►

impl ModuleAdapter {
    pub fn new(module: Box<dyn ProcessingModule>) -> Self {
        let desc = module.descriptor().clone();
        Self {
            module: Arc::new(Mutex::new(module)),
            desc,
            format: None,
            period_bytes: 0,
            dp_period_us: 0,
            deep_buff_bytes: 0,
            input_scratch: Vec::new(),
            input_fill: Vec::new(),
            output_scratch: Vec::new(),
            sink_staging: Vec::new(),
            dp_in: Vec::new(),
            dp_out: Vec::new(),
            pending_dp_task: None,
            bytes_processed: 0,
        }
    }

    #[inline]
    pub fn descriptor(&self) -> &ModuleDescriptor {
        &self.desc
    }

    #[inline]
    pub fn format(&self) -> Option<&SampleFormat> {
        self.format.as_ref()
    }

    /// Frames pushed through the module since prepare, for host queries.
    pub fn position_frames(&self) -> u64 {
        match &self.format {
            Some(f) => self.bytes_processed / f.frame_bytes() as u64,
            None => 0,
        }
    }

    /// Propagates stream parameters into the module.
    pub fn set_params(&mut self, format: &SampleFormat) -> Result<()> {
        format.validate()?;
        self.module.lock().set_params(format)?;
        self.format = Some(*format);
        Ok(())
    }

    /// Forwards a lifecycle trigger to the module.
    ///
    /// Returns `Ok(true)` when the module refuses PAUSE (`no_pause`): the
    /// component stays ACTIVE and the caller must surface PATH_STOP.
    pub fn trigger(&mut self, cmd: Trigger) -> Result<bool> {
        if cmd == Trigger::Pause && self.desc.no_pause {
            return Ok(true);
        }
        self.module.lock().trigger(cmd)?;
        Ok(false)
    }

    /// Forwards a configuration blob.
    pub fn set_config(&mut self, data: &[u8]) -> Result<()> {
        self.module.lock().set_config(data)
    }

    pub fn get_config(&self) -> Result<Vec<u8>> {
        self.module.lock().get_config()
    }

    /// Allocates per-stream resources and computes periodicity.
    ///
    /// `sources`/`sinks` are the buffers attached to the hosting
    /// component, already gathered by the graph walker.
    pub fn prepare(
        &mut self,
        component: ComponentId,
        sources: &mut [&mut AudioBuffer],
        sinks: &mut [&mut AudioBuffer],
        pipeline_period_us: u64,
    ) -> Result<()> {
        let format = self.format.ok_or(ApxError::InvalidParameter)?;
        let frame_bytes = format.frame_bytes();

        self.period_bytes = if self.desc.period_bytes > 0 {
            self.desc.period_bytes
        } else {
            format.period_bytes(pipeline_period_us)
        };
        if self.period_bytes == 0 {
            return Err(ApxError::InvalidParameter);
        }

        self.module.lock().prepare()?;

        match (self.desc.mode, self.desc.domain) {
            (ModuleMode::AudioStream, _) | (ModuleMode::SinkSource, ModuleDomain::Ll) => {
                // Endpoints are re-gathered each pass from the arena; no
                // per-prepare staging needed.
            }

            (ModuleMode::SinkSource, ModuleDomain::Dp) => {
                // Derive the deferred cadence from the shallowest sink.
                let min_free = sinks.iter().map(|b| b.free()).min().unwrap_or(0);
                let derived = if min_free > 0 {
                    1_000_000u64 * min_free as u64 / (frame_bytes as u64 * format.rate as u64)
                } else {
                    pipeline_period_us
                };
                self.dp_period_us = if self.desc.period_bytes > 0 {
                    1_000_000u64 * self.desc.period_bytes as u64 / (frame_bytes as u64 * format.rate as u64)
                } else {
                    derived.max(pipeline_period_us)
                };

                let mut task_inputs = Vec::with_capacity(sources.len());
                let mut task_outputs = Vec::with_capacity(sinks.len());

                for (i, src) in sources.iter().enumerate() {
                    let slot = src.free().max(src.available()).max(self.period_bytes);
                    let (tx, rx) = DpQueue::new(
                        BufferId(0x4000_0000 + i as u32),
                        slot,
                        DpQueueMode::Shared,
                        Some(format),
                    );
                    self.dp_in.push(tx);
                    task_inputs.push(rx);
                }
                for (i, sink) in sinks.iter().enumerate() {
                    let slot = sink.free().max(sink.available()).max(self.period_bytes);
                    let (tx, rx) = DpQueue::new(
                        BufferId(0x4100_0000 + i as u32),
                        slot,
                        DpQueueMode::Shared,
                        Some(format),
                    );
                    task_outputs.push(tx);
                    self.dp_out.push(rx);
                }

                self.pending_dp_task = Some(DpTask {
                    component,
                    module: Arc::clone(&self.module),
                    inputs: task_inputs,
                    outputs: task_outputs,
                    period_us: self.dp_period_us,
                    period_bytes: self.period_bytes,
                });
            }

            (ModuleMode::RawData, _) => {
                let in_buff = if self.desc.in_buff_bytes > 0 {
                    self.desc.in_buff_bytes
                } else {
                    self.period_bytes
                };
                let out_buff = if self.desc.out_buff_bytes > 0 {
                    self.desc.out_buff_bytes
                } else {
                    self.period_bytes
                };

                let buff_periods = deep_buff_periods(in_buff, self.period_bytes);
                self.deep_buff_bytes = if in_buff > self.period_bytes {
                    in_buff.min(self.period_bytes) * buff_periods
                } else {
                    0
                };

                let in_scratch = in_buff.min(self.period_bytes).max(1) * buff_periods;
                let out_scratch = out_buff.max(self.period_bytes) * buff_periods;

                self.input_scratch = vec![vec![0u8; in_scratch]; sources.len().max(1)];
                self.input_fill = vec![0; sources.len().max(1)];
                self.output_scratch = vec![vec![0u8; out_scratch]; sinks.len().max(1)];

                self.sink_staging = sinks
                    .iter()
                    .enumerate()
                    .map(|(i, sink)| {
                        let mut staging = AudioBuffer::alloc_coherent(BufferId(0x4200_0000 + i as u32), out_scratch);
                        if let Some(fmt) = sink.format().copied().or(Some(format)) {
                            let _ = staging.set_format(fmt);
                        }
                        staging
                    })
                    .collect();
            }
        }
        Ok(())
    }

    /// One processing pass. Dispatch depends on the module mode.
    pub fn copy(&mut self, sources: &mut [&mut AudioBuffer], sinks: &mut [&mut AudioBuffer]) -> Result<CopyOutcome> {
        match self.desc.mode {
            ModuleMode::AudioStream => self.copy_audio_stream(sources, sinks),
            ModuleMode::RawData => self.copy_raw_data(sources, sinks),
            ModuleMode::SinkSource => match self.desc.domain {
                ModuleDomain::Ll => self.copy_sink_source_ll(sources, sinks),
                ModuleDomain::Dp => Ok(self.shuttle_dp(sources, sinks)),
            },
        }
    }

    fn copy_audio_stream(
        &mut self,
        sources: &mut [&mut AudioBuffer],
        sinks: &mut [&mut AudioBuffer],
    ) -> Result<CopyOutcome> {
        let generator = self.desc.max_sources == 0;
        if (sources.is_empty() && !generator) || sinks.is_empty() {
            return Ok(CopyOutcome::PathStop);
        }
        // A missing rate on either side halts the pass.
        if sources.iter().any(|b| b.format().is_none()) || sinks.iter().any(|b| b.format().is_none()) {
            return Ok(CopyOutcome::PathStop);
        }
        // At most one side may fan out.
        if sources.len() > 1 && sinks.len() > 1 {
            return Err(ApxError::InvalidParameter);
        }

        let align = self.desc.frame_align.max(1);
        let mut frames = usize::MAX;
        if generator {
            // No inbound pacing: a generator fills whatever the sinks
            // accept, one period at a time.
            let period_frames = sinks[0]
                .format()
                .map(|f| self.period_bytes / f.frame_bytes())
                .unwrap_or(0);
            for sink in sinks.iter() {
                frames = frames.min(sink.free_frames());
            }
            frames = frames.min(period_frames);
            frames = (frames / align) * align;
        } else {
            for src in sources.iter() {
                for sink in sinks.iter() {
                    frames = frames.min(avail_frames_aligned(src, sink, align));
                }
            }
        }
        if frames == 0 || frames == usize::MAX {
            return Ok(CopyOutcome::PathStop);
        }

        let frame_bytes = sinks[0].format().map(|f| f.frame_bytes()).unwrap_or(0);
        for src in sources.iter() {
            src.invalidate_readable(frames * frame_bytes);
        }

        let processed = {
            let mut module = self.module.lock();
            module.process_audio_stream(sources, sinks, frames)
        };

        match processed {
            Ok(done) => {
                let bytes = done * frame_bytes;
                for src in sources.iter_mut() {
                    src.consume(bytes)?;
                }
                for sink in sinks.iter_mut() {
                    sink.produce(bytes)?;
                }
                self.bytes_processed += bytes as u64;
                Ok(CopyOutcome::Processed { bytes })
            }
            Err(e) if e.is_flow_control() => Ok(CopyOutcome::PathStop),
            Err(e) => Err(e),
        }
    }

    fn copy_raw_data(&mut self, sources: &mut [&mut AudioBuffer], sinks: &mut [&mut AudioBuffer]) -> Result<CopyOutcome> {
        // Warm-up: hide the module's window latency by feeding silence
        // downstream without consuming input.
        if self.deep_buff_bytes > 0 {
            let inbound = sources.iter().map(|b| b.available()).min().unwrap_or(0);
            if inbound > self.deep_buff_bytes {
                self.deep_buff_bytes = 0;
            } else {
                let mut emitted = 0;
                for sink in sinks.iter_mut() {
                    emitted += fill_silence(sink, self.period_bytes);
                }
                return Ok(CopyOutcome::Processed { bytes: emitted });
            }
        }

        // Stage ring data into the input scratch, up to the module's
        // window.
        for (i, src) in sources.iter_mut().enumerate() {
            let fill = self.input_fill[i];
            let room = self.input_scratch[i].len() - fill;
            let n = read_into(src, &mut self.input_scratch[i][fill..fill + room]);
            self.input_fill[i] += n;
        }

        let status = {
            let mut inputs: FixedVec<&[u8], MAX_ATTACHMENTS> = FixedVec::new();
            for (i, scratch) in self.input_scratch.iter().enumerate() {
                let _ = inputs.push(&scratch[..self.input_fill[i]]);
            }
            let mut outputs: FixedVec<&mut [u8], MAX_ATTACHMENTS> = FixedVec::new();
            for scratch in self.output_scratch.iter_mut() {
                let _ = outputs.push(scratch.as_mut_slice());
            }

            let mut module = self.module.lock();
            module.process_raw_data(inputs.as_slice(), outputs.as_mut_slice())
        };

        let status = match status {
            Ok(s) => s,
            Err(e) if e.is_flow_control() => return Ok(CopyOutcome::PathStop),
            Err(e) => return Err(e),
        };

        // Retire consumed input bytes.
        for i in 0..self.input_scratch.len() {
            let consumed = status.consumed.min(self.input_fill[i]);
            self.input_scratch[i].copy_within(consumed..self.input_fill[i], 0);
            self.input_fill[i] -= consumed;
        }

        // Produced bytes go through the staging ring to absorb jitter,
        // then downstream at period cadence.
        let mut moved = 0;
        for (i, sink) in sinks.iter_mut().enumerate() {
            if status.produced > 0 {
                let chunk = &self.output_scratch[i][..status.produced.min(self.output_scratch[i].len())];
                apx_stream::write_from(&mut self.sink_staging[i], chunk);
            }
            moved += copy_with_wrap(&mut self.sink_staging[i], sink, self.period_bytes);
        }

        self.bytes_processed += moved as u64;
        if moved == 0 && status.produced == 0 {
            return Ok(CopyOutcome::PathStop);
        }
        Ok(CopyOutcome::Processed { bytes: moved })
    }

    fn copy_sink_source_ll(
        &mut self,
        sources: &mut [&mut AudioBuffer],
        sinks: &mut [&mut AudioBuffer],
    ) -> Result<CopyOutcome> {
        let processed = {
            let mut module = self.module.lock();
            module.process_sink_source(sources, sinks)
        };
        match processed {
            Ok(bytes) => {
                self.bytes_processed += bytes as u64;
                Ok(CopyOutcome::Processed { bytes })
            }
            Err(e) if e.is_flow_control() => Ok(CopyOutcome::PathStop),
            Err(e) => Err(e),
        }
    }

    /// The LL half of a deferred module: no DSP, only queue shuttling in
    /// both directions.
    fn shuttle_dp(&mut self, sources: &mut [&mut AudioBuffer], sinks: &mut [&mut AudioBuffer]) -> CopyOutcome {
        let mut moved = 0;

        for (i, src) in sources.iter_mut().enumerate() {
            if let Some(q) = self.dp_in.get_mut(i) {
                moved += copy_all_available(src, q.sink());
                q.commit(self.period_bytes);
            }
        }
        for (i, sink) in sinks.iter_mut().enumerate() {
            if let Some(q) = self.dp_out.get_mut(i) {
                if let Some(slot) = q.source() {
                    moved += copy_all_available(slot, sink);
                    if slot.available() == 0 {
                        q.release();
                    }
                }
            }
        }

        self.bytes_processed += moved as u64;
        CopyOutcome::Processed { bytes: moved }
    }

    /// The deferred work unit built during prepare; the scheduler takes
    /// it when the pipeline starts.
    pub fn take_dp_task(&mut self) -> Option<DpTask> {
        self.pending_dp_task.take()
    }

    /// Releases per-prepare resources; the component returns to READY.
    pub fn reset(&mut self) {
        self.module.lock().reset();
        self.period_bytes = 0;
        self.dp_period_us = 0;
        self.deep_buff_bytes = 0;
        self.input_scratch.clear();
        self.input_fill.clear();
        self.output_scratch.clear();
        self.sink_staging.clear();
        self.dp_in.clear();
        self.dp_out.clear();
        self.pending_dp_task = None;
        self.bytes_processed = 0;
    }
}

◄
►

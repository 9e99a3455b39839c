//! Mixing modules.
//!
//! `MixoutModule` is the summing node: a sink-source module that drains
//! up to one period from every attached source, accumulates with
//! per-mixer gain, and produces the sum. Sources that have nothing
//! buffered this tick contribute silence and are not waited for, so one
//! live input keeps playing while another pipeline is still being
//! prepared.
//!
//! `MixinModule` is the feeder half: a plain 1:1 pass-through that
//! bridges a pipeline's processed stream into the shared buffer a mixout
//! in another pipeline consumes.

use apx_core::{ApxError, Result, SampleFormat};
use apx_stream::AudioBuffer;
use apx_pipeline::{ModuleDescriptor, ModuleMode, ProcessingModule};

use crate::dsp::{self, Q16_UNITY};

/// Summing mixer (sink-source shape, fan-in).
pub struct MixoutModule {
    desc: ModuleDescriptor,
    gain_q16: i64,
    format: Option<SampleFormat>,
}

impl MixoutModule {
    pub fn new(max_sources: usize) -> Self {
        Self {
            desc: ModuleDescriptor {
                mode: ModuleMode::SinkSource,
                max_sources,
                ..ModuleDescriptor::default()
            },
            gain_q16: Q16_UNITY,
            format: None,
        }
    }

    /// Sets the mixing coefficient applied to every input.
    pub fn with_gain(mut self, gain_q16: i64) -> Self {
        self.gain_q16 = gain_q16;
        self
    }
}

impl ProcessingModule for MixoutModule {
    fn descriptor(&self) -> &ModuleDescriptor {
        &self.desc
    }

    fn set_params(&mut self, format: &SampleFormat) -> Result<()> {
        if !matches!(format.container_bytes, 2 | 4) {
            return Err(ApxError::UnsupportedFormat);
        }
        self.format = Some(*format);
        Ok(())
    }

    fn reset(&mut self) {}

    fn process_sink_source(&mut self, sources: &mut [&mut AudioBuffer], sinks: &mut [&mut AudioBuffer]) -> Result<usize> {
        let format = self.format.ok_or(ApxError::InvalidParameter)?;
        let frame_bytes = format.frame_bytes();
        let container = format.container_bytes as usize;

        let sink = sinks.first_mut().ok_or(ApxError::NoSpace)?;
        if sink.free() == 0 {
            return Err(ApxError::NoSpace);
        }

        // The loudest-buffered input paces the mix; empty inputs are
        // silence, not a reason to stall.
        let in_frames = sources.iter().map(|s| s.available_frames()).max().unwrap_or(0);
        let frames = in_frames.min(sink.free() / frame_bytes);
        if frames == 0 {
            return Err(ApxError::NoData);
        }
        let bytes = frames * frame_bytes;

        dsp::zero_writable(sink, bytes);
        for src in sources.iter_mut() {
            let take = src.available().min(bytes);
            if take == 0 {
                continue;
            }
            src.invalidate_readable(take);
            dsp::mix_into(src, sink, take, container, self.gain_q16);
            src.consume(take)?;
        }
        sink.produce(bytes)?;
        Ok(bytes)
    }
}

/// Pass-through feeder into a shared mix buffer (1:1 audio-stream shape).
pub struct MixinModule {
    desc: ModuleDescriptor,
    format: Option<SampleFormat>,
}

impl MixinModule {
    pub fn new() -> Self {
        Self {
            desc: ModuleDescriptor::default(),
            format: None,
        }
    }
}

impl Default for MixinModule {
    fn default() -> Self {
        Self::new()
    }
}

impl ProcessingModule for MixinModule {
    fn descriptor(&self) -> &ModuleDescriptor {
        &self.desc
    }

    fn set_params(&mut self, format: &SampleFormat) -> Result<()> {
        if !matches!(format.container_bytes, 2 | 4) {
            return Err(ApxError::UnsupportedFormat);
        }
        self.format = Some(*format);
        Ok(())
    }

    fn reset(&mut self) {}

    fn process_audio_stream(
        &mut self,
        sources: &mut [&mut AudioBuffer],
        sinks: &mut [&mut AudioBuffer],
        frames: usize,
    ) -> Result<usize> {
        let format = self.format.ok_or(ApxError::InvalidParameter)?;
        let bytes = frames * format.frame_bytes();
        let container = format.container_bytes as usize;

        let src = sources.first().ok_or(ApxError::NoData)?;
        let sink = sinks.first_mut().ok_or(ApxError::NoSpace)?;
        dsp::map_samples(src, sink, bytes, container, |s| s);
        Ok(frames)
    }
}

◄

- Directions for this task: Search the entries above for "consumed". Return every line that has it.

- Answer:
        // Retire consumed input bytes.
            let consumed = status.consumed.min(self.input_fill[i]);
            self.input_scratch[i].copy_within(consumed..self.input_fill[i], 0);
            self.input_fill[i] -= consumed;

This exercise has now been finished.